Case of the Week – Lymphangiogram & Thoracic Duct Embolization

A 72-year-old male with right upper lung primary non-small cell lung cancer was referred to us as an inpatient in one of our partner hospitals. He was status post right upper lobe lobectomy with thoracic lymph node resection by the thoracic surgeon. Post-operative hospital course was complicated by a persistent right chylous pleural effusion despite initiating octreotide therapy and a medium-chain triglyceride oil diet of 80 cc/day for over 10 days. Our interventional radiology APP, Anais Pedoussaut, PA-C, was consulted for evaluation. The patient subsequently underwent a lymphangiogram with thoracic duct embolization with coils and glue with our interventional radiologists, Dr. Kumar Shah and Dr. Adam Checkver, along with our ESIR resident, Dr. Geoffrey Lindblad.

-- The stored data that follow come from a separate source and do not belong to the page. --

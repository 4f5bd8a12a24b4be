//! Contract PDF generation queue.
//!
//! Jobs are enqueued after a contract turns `active` and processed later by
//! the coordinator, never while a contract or wallet lock is held. A failed
//! job is retried with linear backoff until `max_attempts`, then parked in
//! the failed list for admins.

use chrono::{DateTime, Duration, Utc};
use parking_lot::Mutex;
use serde::{Deserialize, Serialize};

use crate::config::DocumentConfig;
use crate::errors::Result;
use crate::types::ContractId;
use crate::views::ContractView;

#[derive(Debug, Clone, PartialEq, Eq, Serialize, Deserialize)]
pub struct GeneratedDocument {
    pub url: String,
}

/// external PDF rendering service
pub trait PdfGenerator: Send + Sync {
    /// render the contract; failures should be `ExternalServiceFailure`
    fn generate(&self, contract: &ContractView) -> Result<GeneratedDocument>;
}

#[derive(Debug, Clone, PartialEq, Serialize, Deserialize)]
pub struct DocumentJob {
    pub contract_id: ContractId,
    /// attempts made so far
    pub attempts: u32,
    pub enqueued_at: DateTime<Utc>,
    pub next_attempt_at: DateTime<Utc>,
    pub last_error: Option<String>,
}

/// totals from one `process_documents` pass
#[derive(Debug, Clone, Copy, Default, PartialEq, Eq, Serialize, Deserialize)]
pub struct DocumentRunSummary {
    pub generated: usize,
    pub retrying: usize,
    pub failed: usize,
}

#[derive(Debug)]
pub struct DocumentQueue {
    config: DocumentConfig,
    pending: Mutex<Vec<DocumentJob>>,
    failed: Mutex<Vec<DocumentJob>>,
}

impl DocumentQueue {
    pub fn new(config: DocumentConfig) -> Self {
        Self {
            config,
            pending: Mutex::new(Vec::new()),
            failed: Mutex::new(Vec::new()),
        }
    }

    /// queue a job; returns false if one is already pending for the contract
    pub fn enqueue(&self, contract_id: ContractId, now: DateTime<Utc>) -> bool {
        let mut pending = self.pending.lock();
        if pending.iter().any(|job| job.contract_id == contract_id) {
            return false;
        }
        pending.push(DocumentJob {
            contract_id,
            attempts: 0,
            enqueued_at: now,
            next_attempt_at: now,
            last_error: None,
        });
        true
    }

    /// remove and return the jobs due at `now`
    pub fn take_due(&self, now: DateTime<Utc>) -> Vec<DocumentJob> {
        let mut pending = self.pending.lock();
        let (due, waiting): (Vec<_>, Vec<_>) = pending
            .drain(..)
            .partition(|job| job.next_attempt_at <= now);
        *pending = waiting;
        due
    }

    /// count a failed attempt; returns whether the job will be retried
    pub fn record_failure(&self, mut job: DocumentJob, error: String, now: DateTime<Utc>) -> bool {
        job.attempts += 1;
        job.last_error = Some(error);

        let next_attempt_at = self
            .config
            .retry_backoff_minutes
            .checked_mul(i64::from(job.attempts))
            .and_then(Duration::try_minutes)
            .and_then(|backoff| now.checked_add_signed(backoff));

        match next_attempt_at {
            Some(at) if job.attempts < self.config.max_attempts => {
                job.next_attempt_at = at;
                self.pending.lock().push(job);
                true
            }
            // out of attempts, or the backoff no longer fits in a timestamp
            _ => {
                self.failed.lock().push(job);
                false
            }
        }
    }

    /// put an exhausted job back with a fresh attempt budget
    pub fn requeue_failed(&self, contract_id: ContractId, now: DateTime<Utc>) -> bool {
        let job = {
            let mut failed = self.failed.lock();
            match failed.iter().position(|job| job.contract_id == contract_id) {
                Some(idx) => failed.remove(idx),
                None => return false,
            }
        };
        self.pending.lock().push(DocumentJob {
            attempts: 0,
            next_attempt_at: now,
            ..job
        });
        true
    }

    pub fn pending(&self) -> Vec<DocumentJob> {
        self.pending.lock().clone()
    }

    pub fn failed(&self) -> Vec<DocumentJob> {
        self.failed.lock().clone()
    }
}
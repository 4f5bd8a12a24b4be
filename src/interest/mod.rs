//! Daily interest accrual for qualifying wallets.
//!
//! Interest is simple (non-compounding) on the cash balance and is credited to
//! the purchase-only bonus balance. Each credit produces one
//! [`InterestAccrualRecord`] and one `interest_credit` wallet transaction.

pub mod accrual;

use chrono::{DateTime, Duration, Utc};
use hourglass_rs::SafeTimeProvider;
use serde::{Deserialize, Serialize};
use tracing::{debug, info};

use crate::config::InterestConfig;
use crate::decimal::{Money, Rate};
use crate::types::{WalletId, WalletStatus};
use crate::wallet::{Wallet, WalletLedger};

pub use accrual::{AccrualCalculator, DayCountConvention};

/// one credited interest period
#[derive(Debug, Clone, PartialEq, Serialize, Deserialize)]
pub struct InterestAccrualRecord {
    pub wallet_id: WalletId,
    pub principal_amount: Money,
    pub period_start: DateTime<Utc>,
    pub period_end: DateTime<Utc>,
    pub days_in_period: u32,
    pub annual_rate: Rate,
    pub interest_amount: Money,
    pub credited_at: DateTime<Utc>,
}

/// what the engine decided for one wallet
#[derive(Debug, Clone, PartialEq)]
pub enum AccrualDecision {
    /// nothing to do
    Skip(SkipReason),
    /// move the period forward without a credit (nothing to accrue on)
    Advance { period_end: DateTime<Utc> },
    /// credit interest for the period
    Credit(AccrualPlan),
}

#[derive(Debug, Clone, Copy, PartialEq, Eq)]
pub enum SkipReason {
    NotQualified,
    NoOpenPeriod,
    ZeroDayPeriod,
    /// interest below one cent so far; keep accumulating days
    BelowOneCent,
}

#[derive(Debug, Clone, PartialEq)]
pub struct AccrualPlan {
    pub period_start: DateTime<Utc>,
    pub period_end: DateTime<Utc>,
    pub days: u32,
    pub principal: Money,
    pub interest: Money,
}

/// result of one accrual run over the ledger
#[derive(Debug, Clone, PartialEq)]
pub struct AccrualRun {
    pub run_at: DateTime<Utc>,
    pub credited: Vec<InterestAccrualRecord>,
    pub skipped: usize,
}

impl AccrualRun {
    pub fn total_interest(&self) -> Money {
        self.credited.iter().map(|r| r.interest_amount).sum()
    }
}

/// engine for accruing wallet interest
#[derive(Debug, Clone)]
pub struct InterestAccrualEngine {
    annual_rate: Rate,
    calculator: AccrualCalculator,
}

impl InterestAccrualEngine {
    pub fn new(config: &InterestConfig) -> Self {
        Self {
            annual_rate: config.annual_rate,
            calculator: AccrualCalculator::new(config.day_count_convention),
        }
    }

    pub fn annual_rate(&self) -> Rate {
        self.annual_rate
    }

    /// decide the accrual for a wallet as of `now` without touching it
    pub fn plan(&self, wallet: &Wallet, now: DateTime<Utc>) -> AccrualDecision {
        if !wallet.qualifies_for_interest {
            return AccrualDecision::Skip(SkipReason::NotQualified);
        }
        let Some(start) = wallet.interest_period_start else {
            return AccrualDecision::Skip(SkipReason::NoOpenPeriod);
        };

        // suspended wallets accrue only up to the suspension
        let end = match wallet.status {
            WalletStatus::Active => now,
            WalletStatus::Frozen | WalletStatus::Closed => match wallet.suspended_at {
                Some(at) => at.min(now),
                None => return AccrualDecision::Skip(SkipReason::NoOpenPeriod),
            },
        };

        let days = self.calculator.calculate_days(start, end);
        if days == 0 {
            return AccrualDecision::Skip(SkipReason::ZeroDayPeriod);
        }
        let period_end = start + Duration::days(days as i64);

        let principal = wallet.interest_principal.min(wallet.balance);
        if !principal.is_positive() {
            return AccrualDecision::Advance { period_end };
        }

        let interest = self
            .calculator
            .simple_interest(principal, self.annual_rate, days, period_end);
        if !interest.is_positive() {
            return AccrualDecision::Skip(SkipReason::BelowOneCent);
        }

        AccrualDecision::Credit(AccrualPlan {
            period_start: start,
            period_end,
            days,
            principal,
            interest,
        })
    }

    /// accrue every wallet in the ledger; wallets are locked one at a time
    pub fn run(&self, ledger: &WalletLedger, time_provider: &SafeTimeProvider) -> AccrualRun {
        let now = time_provider.now();
        let mut credited = Vec::new();
        let mut skipped = 0;

        for wallet_id in ledger.wallet_ids() {
            match ledger.apply_accrual(wallet_id, self, now) {
                Ok(Some(record)) => credited.push(record),
                Ok(None) => skipped += 1,
                Err(e) => {
                    debug!(wallet_id = %wallet_id, error = %e, "accrual skipped");
                    skipped += 1;
                }
            }
        }

        let run = AccrualRun {
            run_at: now,
            credited,
            skipped,
        };
        info!(
            credited = run.credited.len(),
            skipped = run.skipped,
            total = %run.total_interest(),
            "interest accrual run finished"
        );
        run
    }
}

The procedural details includes ultrasound-guided percutaneous access and lipiodol injection of bilateral inguinal lymph nodes to perform fluoroscopic-guided lymphangiogram. Once the lymphatic system was visualized and mapped out, the cisterna chyli was directly punctured under fluoroscopic guidance. DSA imaging demonstrated the thoracic lymphatic duct in the chest with an area of discontinuity/leak in the right mid to upper chest. A coil and glue embolization of the thoracic duct was then performed across the site of leak.

Right pleural chest tube output decreased immediately following the embolization with resolution of the chylous effusion. Patient was discharged a few days later.